According to the study, which was published in Nature Genetics, approximately 10 percent of cutaneous malignant melanoma cases occur in families. CDKN2A is the most frequent high-risk melanoma susceptibility gene, found in 20–40 percent of familial melanoma cases. However, CDKN2A, along with another gene, CDK4, accounts for only a small proportion of melanoma susceptibility in families.

Using whole-exome sequencing, which targets the portion of the genome that encodes proteins, researchers identified a rare variant that alters the protein in POT1 in five unrelated melanoma-prone families from Romagna, Italy.

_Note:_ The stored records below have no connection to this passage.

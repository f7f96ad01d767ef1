//! Checked conversion from persisted integer indices to enum values.
//!
//! Mode selectors are stored as plain integers in the snapshot. They are never
//! cast back blindly; every conversion goes through [`parse_index`] and the
//! caller decides what an out-of-range value means.

/// Outcome of parsing a persisted index into an enum.
#[derive(Debug, Clone, Copy, PartialEq, Eq)]
pub enum IndexParse<T> {
    /// The index names a defined variant.
    Valid(T),
    /// The index is outside the defined range; carries the raw value.
    Invalid(i32),
}

impl<T> IndexParse<T> {
    /// Returns the parsed value, or `fallback` for an invalid index.
    pub fn unwrap_or(self, fallback: T) -> T {
        match self {
            IndexParse::Valid(value) => value,
            IndexParse::Invalid(_) => fallback,
        }
    }

    pub fn is_valid(&self) -> bool {
        matches!(self, IndexParse::Valid(_))
    }

    /// Converts into an `Option`, discarding the raw index.
    pub fn valid(self) -> Option<T> {
        match self {
            IndexParse::Valid(value) => Some(value),
            IndexParse::Invalid(_) => None,
        }
    }
}

/// An enum persisted by its integer discriminant.
///
/// Implementors are `#[repr(u8)]` and delegate to the `strum::FromRepr`
/// generated constructor.
pub trait IndexedMode: Sized + Copy {
    fn from_discriminant(discriminant: u8) -> Option<Self>;

    /// The value written to the snapshot.
    fn index(self) -> i32;
}

/// Parses a persisted `index` into `T`.
pub fn parse_index<T: IndexedMode>(index: i32) -> IndexParse<T> {
    u8::try_from(index)
        .ok()
        .and_then(T::from_discriminant)
        .map_or(IndexParse::Invalid(index), IndexParse::Valid)
}

#[cfg(test)]
mod tests {
    use super::*;
    use crate::config::ModelMode;
    use crate::user::UserMode;

    #[test]
    fn test_parse_defined_indices() {
        assert_eq!(parse_index::<UserMode>(0), IndexParse::Valid(UserMode::On));
        assert_eq!(parse_index::<UserMode>(2), IndexParse::Valid(UserMode::Off));
        assert_eq!(
            parse_index::<ModelMode>(2),
            IndexParse::Valid(ModelMode::OllamaHttp)
        );
    }

    #[test]
    fn test_parse_out_of_range() {
        assert_eq!(parse_index::<UserMode>(3), IndexParse::Invalid(3));
        assert_eq!(parse_index::<ModelMode>(-1), IndexParse::Invalid(-1));
        assert_eq!(parse_index::<ModelMode>(300), IndexParse::Invalid(300));
    }

    #[test]
    fn test_unwrap_or_fallback() {
        let parsed = parse_index::<UserMode>(9);
        assert!(!parsed.is_valid());
        assert_eq!(parsed.unwrap_or(UserMode::Sleep), UserMode::Sleep);
    }
}
use std::path::PathBuf;
use std::sync::Arc;

use anyhow::{Context as _, Result, bail};
use clap::{Args, ValueEnum};
use companion_core::identity::IdentityProvider;
use companion_infrastructure::settings::IdentitySource;
use companion_infrastructure::{
    CompanionPaths, PersistenceSettings, SaveFileStore, identity_from_settings,
};

#[derive(Debug, Clone, Copy, PartialEq, Eq, ValueEnum)]
pub enum IdentityKind {
    Platform,
    Debug,
    Fixed,
}

/// Flags shared by every command.
#[derive(Debug, Clone, Default, Args)]
pub struct GlobalArgs {
    /// Settings file to read (defaults to the platform config directory)
    #[arg(long, global = true)]
    pub settings: Option<PathBuf>,

    /// Directory holding the save file
    #[arg(long, global = true)]
    pub save_dir: Option<PathBuf>,

    /// Identity source used to derive the save key
    #[arg(long, global = true, value_enum)]
    pub identity: Option<IdentityKind>,

    /// Secret for `--identity fixed`
    #[arg(long, global = true)]
    pub secret: Option<String>,
}

/// Settings after applying command-line overrides.
pub struct ResolvedSettings {
    pub settings: PersistenceSettings,
    pub settings_path: PathBuf,
}

impl ResolvedSettings {
    pub fn resolve(args: &GlobalArgs) -> Result<Self> {
        let settings_path = match &args.settings {
            Some(path) => path.clone(),
            None => CompanionPaths::default()
                .settings_file()
                .context("Failed to resolve settings path")?,
        };
        let mut settings = PersistenceSettings::load_or_default(&settings_path)
            .with_context(|| format!("Failed to read {}", settings_path.display()))?;

        if let Some(dir) = &args.save_dir {
            settings.save_dir = Some(dir.clone());
        }
        if let Some(kind) = args.identity {
            settings.identity = identity_source(kind, args.secret.as_deref(), &settings.identity)?;
        } else if let Some(secret) = &args.secret {
            settings.identity = IdentitySource::Fixed {
                secret: secret.clone(),
            };
        }

        tracing::debug!(
            "[CLI] Settings from {}, save file name {}",
            settings_path.display(),
            settings.save_file_name
        );
        Ok(Self {
            settings,
            settings_path,
        })
    }

    pub fn save_file(&self) -> Result<PathBuf> {
        self.settings
            .save_file_path()
            .context("Failed to resolve save file path")
    }

    pub fn store(&self) -> Result<SaveFileStore> {
        Ok(SaveFileStore::new(self.save_file()?))
    }

    pub fn identity(&self) -> Arc<dyn IdentityProvider> {
        identity_from_settings(&self.settings.identity)
    }
}

fn identity_source(
    kind: IdentityKind,
    secret: Option<&str>,
    configured: &IdentitySource,
) -> Result<IdentitySource> {
    Ok(match kind {
        IdentityKind::Debug => IdentitySource::Debug,
        IdentityKind::Platform => match configured {
            IdentitySource::Platform { .. } => configured.clone(),
            _ => IdentitySource::default(),
        },
        IdentityKind::Fixed => match secret {
            Some(secret) if !secret.is_empty() => IdentitySource::Fixed {
                secret: secret.to_string(),
            },
            _ => bail!("--identity fixed requires --secret"),
        },
    })
}
use anyhow::{Context, Result, bail};
use companion_core::BlobStore;
use companion_infrastructure::crypto::{decrypt, derive_key};
use serde_json::Value;

use super::context::{GlobalArgs, ResolvedSettings};

const REDACTED: &str = "<redacted>";

pub fn run(args: &GlobalArgs, show_secrets: bool) -> Result<()> {
    let resolved = ResolvedSettings::resolve(args)?;
    let store = resolved.store()?;

    let Some(blob) = store.read_blob()? else {
        bail!("No save file at {}", store.path().display());
    };
    let secret = resolved
        .identity()
        .try_get_stable_secret()
        .context("No identity secret available; try --identity debug or --secret")?;

    let text = decrypt(&blob, &derive_key(&secret))?;
    let mut snapshot: Value =
        serde_json::from_str(&text).context("Save file decrypted but is not valid JSON")?;

    if !show_secrets {
        redact_api_key(&mut snapshot);
    }

    println!("{}", serde_json::to_string_pretty(&snapshot)?);
    Ok(())
}

/// Replaces a non-empty `userData.apiKey` with a placeholder.
fn redact_api_key(snapshot: &mut Value) {
    if let Some(Value::String(key)) = snapshot
        .get_mut("userData")
        .and_then(|user| user.get_mut("apiKey"))
    {
        if !key.is_empty() {
            *key = REDACTED.to_string();
        }
    }
}
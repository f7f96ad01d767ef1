//! Intimacy scale.
//!
//! A preset carries a continuous score in `[-100, 100]` and a coarse label
//! `"1"`..`"10"` shown in the UI. The score is authoritative; the label is
//! derived from it whenever presets are loaded.

pub const MIN_SCORE: f32 = -100.0;
pub const MAX_SCORE: f32 = 100.0;

/// Lower bound of each label, highest first.
const LABEL_THRESHOLDS: [(f32, &str); 9] = [
    (81.0, "10"),
    (61.0, "9"),
    (41.0, "8"),
    (21.0, "7"),
    (1.0, "6"),
    (-20.0, "5"),
    (-40.0, "4"),
    (-60.0, "3"),
    (-80.0, "2"),
];

/// Clamps `score` into the valid range. NaN reads as neutral.
pub fn clamp_score(score: f32) -> f32 {
    if score.is_nan() {
        return 0.0;
    }
    score.clamp(MIN_SCORE, MAX_SCORE)
}

/// Label for a score.
pub fn label_for_score(score: f32) -> &'static str {
    let score = clamp_score(score);
    LABEL_THRESHOLDS
        .iter()
        .find(|(threshold, _)| score >= *threshold)
        .map_or("1", |(_, label)| *label)
}

/// Representative score for a manually chosen label; unknown labels are neutral.
pub fn score_for_label(label: &str) -> f32 {
    match label.trim() {
        "1" => -90.0,
        "2" => -70.0,
        "3" => -50.0,
        "4" => -30.0,
        "5" => -10.0,
        "6" => 10.0,
        "7" => 30.0,
        "8" => 50.0,
        "9" => 70.0,
        "10" => 90.0,
        _ => 0.0,
    }
}
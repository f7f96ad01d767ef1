//! Persistence settings file (`persistence.toml`).

use std::path::{Path, PathBuf};
use std::time::Duration;

use serde::{Deserialize, Serialize};
use thiserror::Error;

use crate::paths::{CompanionPaths, DEFAULT_APP_DIR_NAME, DEFAULT_SAVE_FILE_NAME, PathError};
use crate::storage::{AtomicFileError, TomlFile};

/// Environment variable the host launcher publishes the platform user id in.
pub const DEFAULT_PLATFORM_ENV_VAR: &str = "COMPANION_PLATFORM_USER_ID";

pub const DEFAULT_AUTOSAVE_INTERVAL_SECS: u64 = 60;

#[derive(Error, Debug)]
pub enum SettingsFileError {
    #[error("settings path unavailable: {0}")]
    Path(#[from] PathError),

    #[error("settings file error: {0}")]
    Storage(#[from] AtomicFileError),
}

/// Where the identity secret comes from.
#[derive(Debug, Clone, PartialEq, Eq, Serialize, Deserialize)]
#[serde(tag = "source", rename_all = "snake_case")]
pub enum IdentitySource {
    /// Numeric platform user id read from an environment variable.
    Platform {
        #[serde(default = "default_env_var")]
        env_var: String,
    },
    /// The fixed debug secret used when no platform session exists.
    Debug,
    /// An explicitly configured secret.
    Fixed { secret: String },
}

impl Default for IdentitySource {
    fn default() -> Self {
        IdentitySource::Platform {
            env_var: default_env_var(),
        }
    }
}

fn default_env_var() -> String {
    DEFAULT_PLATFORM_ENV_VAR.to_string()
}

/// Settings for locating and protecting the save file.
#[derive(Debug, Clone, PartialEq, Eq, Serialize, Deserialize)]
#[serde(default)]
pub struct PersistenceSettings {
    pub app_dir_name: String,
    pub save_file_name: String,
    /// Replaces the platform data directory when set.
    #[serde(skip_serializing_if = "Option::is_none")]
    pub save_dir: Option<PathBuf>,
    pub autosave_interval_secs: u64,
    pub identity: IdentitySource,
}

impl Default for PersistenceSettings {
    fn default() -> Self {
        Self {
            app_dir_name: DEFAULT_APP_DIR_NAME.to_string(),
            save_file_name: DEFAULT_SAVE_FILE_NAME.to_string(),
            save_dir: None,
            autosave_interval_secs: DEFAULT_AUTOSAVE_INTERVAL_SECS,
            identity: IdentitySource::default(),
        }
    }
}

impl PersistenceSettings {
    /// Loads settings from `path`, falling back to defaults when the file is
    /// missing or empty.
    pub fn load_or_default(path: &Path) -> Result<Self, SettingsFileError> {
        let file = TomlFile::<Self>::new(path.to_path_buf());
        match file.load()? {
            Some(settings) => {
                tracing::debug!("[PersistenceSettings] Loaded {}", path.display());
                Ok(settings)
            }
            None => {
                tracing::debug!(
                    "[PersistenceSettings] No settings at {}, using defaults",
                    path.display()
                );
                Ok(Self::default())
            }
        }
    }

    /// Loads from the default location under the platform config directory.
    pub fn load_default_location() -> Result<Self, SettingsFileError> {
        let path = CompanionPaths::default().settings_file()?;
        Self::load_or_default(&path)
    }

    /// Writes the settings atomically.
    pub fn save(&self, path: &Path) -> Result<(), SettingsFileError> {
        TomlFile::<Self>::new(path.to_path_buf()).save(self)?;
        tracing::info!("[PersistenceSettings] Saved {}", path.display());
        Ok(())
    }

    /// Autosave interval. Never shorter than one second.
    pub fn autosave_interval(&self) -> Duration {
        Duration::from_secs(self.autosave_interval_secs.max(1))
    }

    /// Path resolver honoring `app_dir_name` and `save_dir`.
    pub fn paths(&self) -> CompanionPaths {
        let paths = CompanionPaths::new(self.app_dir_name.clone());
        match &self.save_dir {
            Some(dir) => paths.with_data_dir(dir),
            None => paths,
        }
    }

    pub fn save_file_path(&self) -> Result<PathBuf, PathError> {
        self.paths().save_file(&self.save_file_name)
    }
}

These five families came from 56 families with melanoma that the research group studied.

“It has only been possible to perform whole-exome sequencing for the past few years,” said Meredith Yeager, Ph.D, senior principal scientist and scientific director of CGR. “For many of the families that we study, we’ve been hunting for their disease genes for decades.”

The study reveals POT1 as a possible underlying genetic factor in familial melanoma cases where the gene causing melanoma is unknown (60–80 percent of cases).

“We hope that adding another telomere-related gene to the list of melanoma genes will help focus research in this area,” Yeager said.

She also noted that POT1 has already been linked to other diseases, such as bone marrow failure syndromes, chronic lymphocytic leukemia, and gastric cancer.

CGR staff members were involved throughout the study, providing support for DNA quantification and staging, project tracking, pre-sequencing quality control (e.g., making sure the samples were from related individuals and were the right sex), and all of the laboratory and analytic work, according to Yeager.

Lead authors on the paper included CGR staff members Michael Cullen, Ph.D., Zhaoming Wang, Ph.D., Xijun Zhang, Ji He, Ph.D., and Yeager. Additional CGR authors were Joseph Boland, Laurie Burdett, Ph.D., Belynda Hicks, Herbert Higson, Amy Hutchinson, Kristine Jones, Sally Larson, Hyo Jung Lee, Michael Malasky, Michelle Manning, Adri O’Neil, and Rebecca Wasser. Sarangan Ravichandran, Ph.D., Advanced Biomedical Computing Center, Information Systems Program, also contributed to the study and paper.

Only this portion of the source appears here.